Which have been case-folded and normalized (Normalization Form KC,
probably) to LATIN SMALL LETTER A.

# If you include various diacritic thingies through some voodoo
# /switch-fu
#
# LATIN CAPITAL LETTER A WITH .*
# LATIN SMALL LETTER A WITH .*
# AKA.
# 0041, 0061, 00C0-00C5, 00E0-00E5, 0100-0105,
# 01CD-01E1, 01FA, 01FB, 0200-0203, 0226, 0227,
# 1E00, 1E01, 1E9A, 1EA0-1EB7, and perhaps more.

Once again, the switch-fu plus normalization will have converted all of
that to LATIN SMALL LETTER A.

# Now, the current CVS rx engine is/would do this at runtime. I
# read that
# someone else is working on doing that at compile-time (a
# necessity) and
# caching the results in some data structure. The "some data structure"
# part bothers me. Using Perl to create "some data structure" which is
# needed by C seems dubious at best. Whatever. Moving on...

Why?  If you know what info is contained in the "some data structure"
and it gives you a speedup, who cares?

# What I see is that rx_literal is a speed hack to avoid compiling this
# into parrot code:

That's more or less true.  Speed hacks are extremely important in regex
engines.

# given $a_utf32_code_point {
#     when U+41 {}
#     when U+61 {}
#     when U+C0 <= $_ <= U+C5 {}
#     when U+E0 <= $_ <= U+E5 {}
#     # ..... on and on and on .....
#     default { next ON_SOME_LOOP }
# }
#
# I think that's exactly what you should be doing! Neither
# parrot nor the
# rx engine should try to be a full compiler. The rx engine definitely
# should have opcodes in the virtual machine, but those opcodes should
# simply contain state-machine/backtracking info, not godly
# unicode info.

This "godly Unicode info" is actually limited to "call a transcoding
function, a normalizing function, and a case-folding function if /i is
used".  All of this information is built-in to the string library from
the start.

# If you want to optimize a regular expression, you should write that
# optimizer in Perl6, or Python, or Scheme, or whatever, not in C.

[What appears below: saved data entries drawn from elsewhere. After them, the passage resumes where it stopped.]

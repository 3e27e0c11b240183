use std::time::Duration;

use clap::Subcommand;
use studyroom_core::timer::format_mm_ss;
use studyroom_core::{Config, Event, KvStore, Notifier, TimerRunner};
use tokio::sync::broadcast::error::RecvError;
use tracing::warn;

use super::{open_timer, print_json, runtime, CliResult};

#[derive(Subcommand)]
pub enum TimerAction {
    /// Print current timer state as JSON
    Status,
    /// Start the countdown (it ticks while `timer run` or `run` is active)
    Start,
    /// Pause the countdown
    Pause,
    /// Start if paused, pause if running
    Toggle,
    /// Back to an idle work phase
    Reset,
    /// Set the work duration in minutes (at least 1)
    Work {
        #[arg(allow_negative_numbers = true)]
        minutes: i64,
    },
    /// Set the break duration in minutes (at least 1)
    Break {
        #[arg(allow_negative_numbers = true)]
        minutes: i64,
    },
    /// Run the countdown in the foreground until Ctrl-C
    Run,
}

pub fn run(action: TimerAction) -> CliResult {
    let config = Config::load()?;
    let mut timer = open_timer(&config)?;

    let event = match action {
        TimerAction::Status => None,
        TimerAction::Start => timer.start(),
        TimerAction::Pause => timer.pause(),
        TimerAction::Toggle => timer.toggle(),
        TimerAction::Reset => timer.reset(),
        TimerAction::Work { minutes } => timer.set_work_duration(minutes),
        TimerAction::Break { minutes } => timer.set_break_duration(minutes),
        TimerAction::Run => {
            timer.set_observer(|work_ended| {
                if work_ended {
                    eprintln!("\nWork session done. Good moment to tick something off your checklist.");
                }
            });
            return runtime()?.block_on(async {
                let mut runner = TimerRunner::new(timer);
                runner.start();
                foreground(&mut runner).await
            });
        }
    };

    match event {
        Some(event) => print_json(&event)?,
        None => print_json(&timer.snapshot())?,
    }
    Ok(())
}

/// Render a live status line until Ctrl-C, then pause the timer.
pub(crate) async fn foreground<S, N>(runner: &mut TimerRunner<S, N>) -> CliResult
where
    S: KvStore + 'static,
    N: Notifier + 'static,
{
    let mut events = runner.subscribe();
    let mut status = tokio::time::interval(Duration::from_secs(1));
    let shutdown = tokio::signal::ctrl_c();
    tokio::pin!(shutdown);

    loop {
        tokio::select! {
            _ = &mut shutdown => break,
            _ = status.tick() => status_line(runner),
            received = events.recv() => match received {
                Ok(event) => report(&event)?,
                Err(RecvError::Lagged(skipped)) => warn!(skipped, "timer events dropped"),
                Err(RecvError::Closed) => break,
            },
        }
    }

    eprintln!();
    runner.pause();
    print_json(&runner.snapshot())?;
    Ok(())
}

pub(crate) fn status_line<S, N>(runner: &TimerRunner<S, N>)
where
    S: KvStore + 'static,
    N: Notifier + 'static,
{
    let state = runner.state();
    let marker = if state.running { "▶" } else { "⏸" };
    eprint!(
        "\r{marker} {}: {}   ",
        state.phase.label(),
        format_mm_ss(state.remaining_secs)
    );
}

/// One event per line on stdout, for piping.
pub(crate) fn report(event: &Event) -> Result<(), serde_json::Error> {
    eprintln!();
    println!("{}", serde_json::to_string(event)?);
    Ok(())
}
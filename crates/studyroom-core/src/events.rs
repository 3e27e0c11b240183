use chrono::{DateTime, NaiveDate, Utc};
use serde::{Deserialize, Serialize};

use crate::timer::Phase;

/// Every state change in the system produces an Event.
/// The CLI prints them; observers subscribe to them.
#[derive(Debug, Clone, PartialEq, Serialize, Deserialize)]
#[serde(tag = "type")]
pub enum Event {
    TimerStarted {
        phase: Phase,
        remaining_secs: u32,
        at: DateTime<Utc>,
    },
    TimerPaused {
        phase: Phase,
        remaining_secs: u32,
        at: DateTime<Utc>,
    },
    TimerReset {
        remaining_secs: u32,
        at: DateTime<Utc>,
    },
    /// A countdown hit zero and the timer switched to the other phase.
    PhaseEnded {
        ended: Phase,
        next: Phase,
        remaining_secs: u32,
        at: DateTime<Utc>,
    },
    /// A configured duration changed.
    DurationChanged {
        phase: Phase,
        duration_secs: u32,
        remaining_secs: u32,
        at: DateTime<Utc>,
    },
    StateSnapshot {
        phase: Phase,
        running: bool,
        remaining_secs: u32,
        work_duration_secs: u32,
        break_duration_secs: u32,
        display: String,
        at: DateTime<Utc>,
    },
    /// Completed checklist items of `day` were cleared at the day boundary.
    RolloverCompleted {
        user_id: String,
        day: NaiveDate,
        cleared: usize,
        at: DateTime<Utc>,
    },
    RolloverFailed {
        user_id: String,
        day: NaiveDate,
        message: String,
        at: DateTime<Utc>,
    },
}

#[cfg(test)]
mod tests {
    use super::*;

    #[test]
    fn events_serialize_with_type_tag() {
        let event = Event::PhaseEnded {
            ended: Phase::Work,
            next: Phase::Break,
            remaining_secs: 300,
            at: Utc::now(),
        };
        let json = serde_json::to_value(&event).unwrap();
        assert_eq!(json["type"], "PhaseEnded");
        assert_eq!(json["ended"], "work");
        assert_eq!(json["next"], "break");
    }
}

C will almost always be faster with this sort of thing than Perl or any
other language, simply because of all the extra layers of Stuff you'll
have to go through in a higher-level language.

# So, what am I saying?
#
# Once you squash rx_literal and friends, any attempt to benchmark the
# "rx" engine really becomes a benchmark of parrot itself. When
# you speed
# up parrot, you speed up regular expressions. Voila, no more black box.

This is true already.  The regex engine consists of normal opcodes, so a
fast, general Parrot opcode dispatch speedup will speed up regexes, too.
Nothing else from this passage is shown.